5. Tier 3 — 现代:LLM 任务规划

5.1 概念

现代方法用 LLM 任务规划 取代手写符号规划器。给定自然语言指令和场景描述,LLM 输出动作序列。然后通过视觉模型(Grounding DINO + SAM)进行落地(grounding),最后通过 MoveIt 执行。

  ┌─────────────────────────────────────────────────────────────────┐
  │              基于 LLM 的任务规划流水线                            │
  │                                                                  │
  │   ┌──────────────┐    ┌──────────────┐    ┌──────────────────┐  │
  │   │   场景        │───▶│   LLM         │───▶│   Grounding       │  │
  │   │   描述        │    │   (GPT-4/     │    │   DINO + SAM       │  │
  │   │   + 物体      │    │    LLaMA-3)   │    │   (物体掩码)       │  │
  │   │               │    │               │    │                  │  │
  │   │ "red block    │    │ Action JSON:  │    │   6D 位姿          │  │
  │   │  on table"    │    │ pick(block_A) │    │   估计             │  │
  │   └──────────────┘    │ place(block_B)│    └────────┬─────────┘  │
  │                       └──────────────┘              │            │
  │                                                      ▼            │
  │                  ┌──────────────┐    ┌──────────────────────────┐│
  │                  │   MoveIt      │◄──│   逆运动学                ││
  │                  │   轨迹        │    │   (TRAC-IK / BioIK)      ││
  │                  └───────┬───────┘    └──────────────────────────┘│
  │                          │                                       │
  │                          ▼                                       │
  │                  ┌──────────────┐                                 │
  │                  │   机械臂     │ (ROS 2 动作执行)                  │
  │                  └──────────────┘                                 │
  └─────────────────────────────────────────────────────────────────┘

5.2 LLM 积木堆叠提示词

"""
Tier 3: LLM 任务规划(装配)
=============================
使用 GPT-4 或 LLaMA 从自然语言生成动作序列。
依赖:openai / transformers, grounding_dino, sam
"""

import json
from dataclasses import dataclass
from typing import List, Optional

# ─── 动作模式定义 ─────────────────────────────────────────────────────────

@dataclass
class ActionSpec:
    """机器人动作模式。"""
    name: str
    parameters: List[str]
    description: str


AVAILABLE_ACTIONS = [
    ActionSpec("pick", ["object_name"], "抓取指定物体(从当前位置)。"),
    ActionSpec("place", ["object_name", "surface_name"], "将抓持的物体放到指定表面或物体上。"),
    ActionSpec("stack", ["block_name", "base_name"], "将 block_name 堆叠在 base_name 上方。
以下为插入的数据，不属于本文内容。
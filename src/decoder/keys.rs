//! Special key names and modifier decoding
//!
//! CSI sequences carry their key as a numeric code (`ESC [ 15 ~` is F5) and
//! may append a modifier code after a semicolon (`ESC [ 1 ; 5 A` is
//! Control+Up). This module resolves both.

use serde::{Deserialize, Serialize};

/// Named keys that arrive as escape sequences rather than literal bytes.
#[derive(Debug, Clone, Copy, PartialEq, Eq, Serialize, Deserialize)]
pub enum SpecialKey {
    Escape,
    Up,
    Down,
    Left,
    Right,
    Home,
    Insert,
    Delete,
    End,
    PageUp,
    PageDown,
    F1,
    F2,
    F3,
    F4,
    F5,
    F6,
    F7,
    F8,
    F9,
    F10,
    F11,
    F12,
    F13,
    F14,
    F15,
    F16,
    F17,
    F18,
    F19,
    F20,
}

impl SpecialKey {
    /// Conventional lowercase name, with the VT nomenclature "prior"/"next"
    /// for the paging keys.
    pub fn name(&self) -> &'static str {
        match self {
            SpecialKey::Escape => "escape",
            SpecialKey::Up => "up",
            SpecialKey::Down => "down",
            SpecialKey::Left => "left",
            SpecialKey::Right => "right",
            SpecialKey::Home => "home",
            SpecialKey::Insert => "insert",
            SpecialKey::Delete => "delete",
            SpecialKey::End => "end",
            SpecialKey::PageUp => "prior",
            SpecialKey::PageDown => "next",
            SpecialKey::F1 => "F1",
            SpecialKey::F2 => "F2",
            SpecialKey::F3 => "F3",
            SpecialKey::F4 => "F4",
            SpecialKey::F5 => "F5",
            SpecialKey::F6 => "F6",
            SpecialKey::F7 => "F7",
            SpecialKey::F8 => "F8",
            SpecialKey::F9 => "F9",
            SpecialKey::F10 => "F10",
            SpecialKey::F11 => "F11",
            SpecialKey::F12 => "F12",
            SpecialKey::F13 => "F13",
            SpecialKey::F14 => "F14",
            SpecialKey::F15 => "F15",
            SpecialKey::F16 => "F16",
            SpecialKey::F17 => "F17",
            SpecialKey::F18 => "F18",
            SpecialKey::F19 => "F19",
            SpecialKey::F20 => "F20",
        }
    }
}

/// Resolve the numeric key code of a `~`-terminated CSI sequence.
///
/// The code arrives as the decimal text of the first parameter field. The
/// xterm code space has gaps (no 7-10, 16, 22, 27, 30); codes outside the
/// table are decode failures the caller must surface.
pub fn lookup_key_code(code: &str) -> Option<SpecialKey> {
    let key = match code {
        "1" => SpecialKey::Home,
        "2" => SpecialKey::Insert,
        "3" => SpecialKey::Delete,
        "4" => SpecialKey::End,
        "5" => SpecialKey::PageUp,
        "6" => SpecialKey::PageDown,
        "11" => SpecialKey::F1,
        "12" => SpecialKey::F2,
        "13" => SpecialKey::F3,
        "14" => SpecialKey::F4,
        "15" => SpecialKey::F5,
        "17" => SpecialKey::F6,
        "18" => SpecialKey::F7,
        "19" => SpecialKey::F8,
        "20" => SpecialKey::F9,
        "21" => SpecialKey::F10,
        "23" => SpecialKey::F11,
        "24" => SpecialKey::F12,
        "25" => SpecialKey::F13,
        "26" => SpecialKey::F14,
        "28" => SpecialKey::F15,
        "29" => SpecialKey::F16,
        "31" => SpecialKey::F17,
        "32" => SpecialKey::F18,
        "33" => SpecialKey::F19,
        "34" => SpecialKey::F20,
        _ => return None,
    };
    Some(key)
}

/// Keyboard modifiers held during a keypress.
///
/// CSI sequences encode modifiers as a single parameter in the range 2-16.
/// Subtracting 1 turns the code into a bitmask: bit 0 shift, bit 1 alt,
/// bit 2 control, bit 3 meta. Code 5 is therefore Control, 6 Shift+Control,
/// and 16 all four at once.
#[derive(Debug, Clone, Copy, Default, PartialEq, Eq, Serialize, Deserialize)]
pub struct Modifiers {
    pub shift: bool,
    pub alt: bool,
    pub control: bool,
    pub meta: bool,
}

impl Modifiers {
    /// Merge in one modifier parameter field. Values outside 2-16, or text
    /// that is not a number, set nothing; that is not an error.
    pub fn apply_code(&mut self, field: &str) {
        let Ok(n) = field.parse::<u32>() else {
            return;
        };
        if !(2..=16).contains(&n) {
            return;
        }
        let n = n - 1;
        if n & 1 != 0 {
            self.shift = true;
        }
        if n & 2 != 0 {
            self.alt = true;
        }
        if n & 4 != 0 {
            self.control = true;
        }
        if n & 8 != 0 {
            self.meta = true;
        }
    }

    /// Decode a set of modifier parameter fields.
    pub fn from_fields<'a>(fields: impl IntoIterator<Item = &'a str>) -> Self {
        let mut mods = Modifiers::default();
        for field in fields {
            mods.apply_code(field);
        }
        mods
    }

    /// Check if any modifier is set.
    pub fn any(&self) -> bool {
        self.shift || self.alt || self.control || self.meta
    }
}

/// Decode the modifier fields of a semicolon-delimited payload, skipping the
/// leading key-code field.
pub(crate) fn trailing_modifiers(payload: &str) -> Modifiers {
    Modifiers::from_fields(payload.split(';').skip(1))
}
"),
    ActionSpec("open_gripper", [], "打开机器人夹爪。"),
    ActionSpec("close_gripper", [], "关闭机器人夹爪以抓取物体。"),
    ActionSpec("move_to", ["joint_positions"], "将机械臂移动到指定的关节构型。"),
    ActionSpec("home", [], "将机械臂移动到初始位置。"),
]


SYSTEM_PROMPT = f"""你是一个积木堆叠装配域的机器人任务规划器。
机器人有一个带平行夹爪的 6-DOF 机械臂。

可用动作:
{chr(10).join(f'- {a.name}({", ".join(a.parameters)}) : {a.description}' for a in AVAILABLE_ACTIONS)}

规则:
1. 开始新的主要任务前总是先使用 'home'
2. 抓取前用 'close_gripper',放置后用 'open_gripper'
3. 一次只能抓持一个物体
4. 物体必须为 'clear'(上方无物)才能被抓取
5. 将计划输出为带参数的 JSON 动作数组

示例:
用户:将红色积木堆到蓝色积木上
计划:
[
  {{"action": "home", "parameters": {{}}}},
  {{"action": "close_gripper", "parameters": {{}}}},
  {{"action": "pick", "parameters": {{"object_name": "red_block"}}}},
  {{"action": "place", "parameters": {{"object_name": "red_block", "surface_name": "blue_block"}}}},
  {{"action": "open_gripper", "parameters": {{}}}},
  {{"action": "home", "parameters": {{}}}}
]
"""


def build_llm_prompt(scene_description: str, task_description: str) -> str:
    """为 LLM 构建完整提示词。"""
    return f"""场景:
{scene_description}

任务:
{task_description}

将你的计划输出为 JSON 数组:"""


def parse_llm_response(response_text: str) -> List[dict]:
    """将 LLM 响应文本解析为动作字典列表。"""
    try:
        # 从响应中查找 JSON 数组
        start = response_text.find("[")
        end = response_text.rfind("]") + 1
        if start != -1 and end > start:
            json_str = response_text[start:end]
            return json.loads(json_str)
    except json.JSONDecodeError:
        pass

    # 回退:解析为纯文本动作
    lines = [line.strip() for line in response_text.split("\n") if line.strip()]
    actions = []
    for line in lines:
        if line.startswith("-"):
            parts = line[1:].split("(", 1)
            if len(parts) == 2:
                action_name = parts[0].strip()
                params_str = parts[1].rstrip(")")
                params = {}
                if params_str:
                    for p in params_str.split(","):
                        if "=" in p:
                            k, v = p.split("=", 1)
                            params[k.strip()] = v.strip()
                        else:
                            params[f"param{len(params)}"] = p.strip()
                actions.append({"action": action_name, "parameters": params})
    return actions


def call_llm_for_plan(
    scene_description: str,
    task: str,
    model: str = "gpt-4",
    api_key: Optional[str] = None,
) -> List[dict]:
    """
    调用 LLM(GPT-4 或 LLaMA)生成任务计划。

    Parameters
    ----------
    scene_description : str
        当前场景的自然语言描述
    task : str
        要完成的任务
    model : str
        "gpt-4"、"gpt-3.5-turbo" 或 "llama-3"
    api_key : str, optional
        OpenAI API 密钥

    Returns
    -------
    plan : 动作字典列表
    """
    prompt = build_llm_prompt(scene_description, task)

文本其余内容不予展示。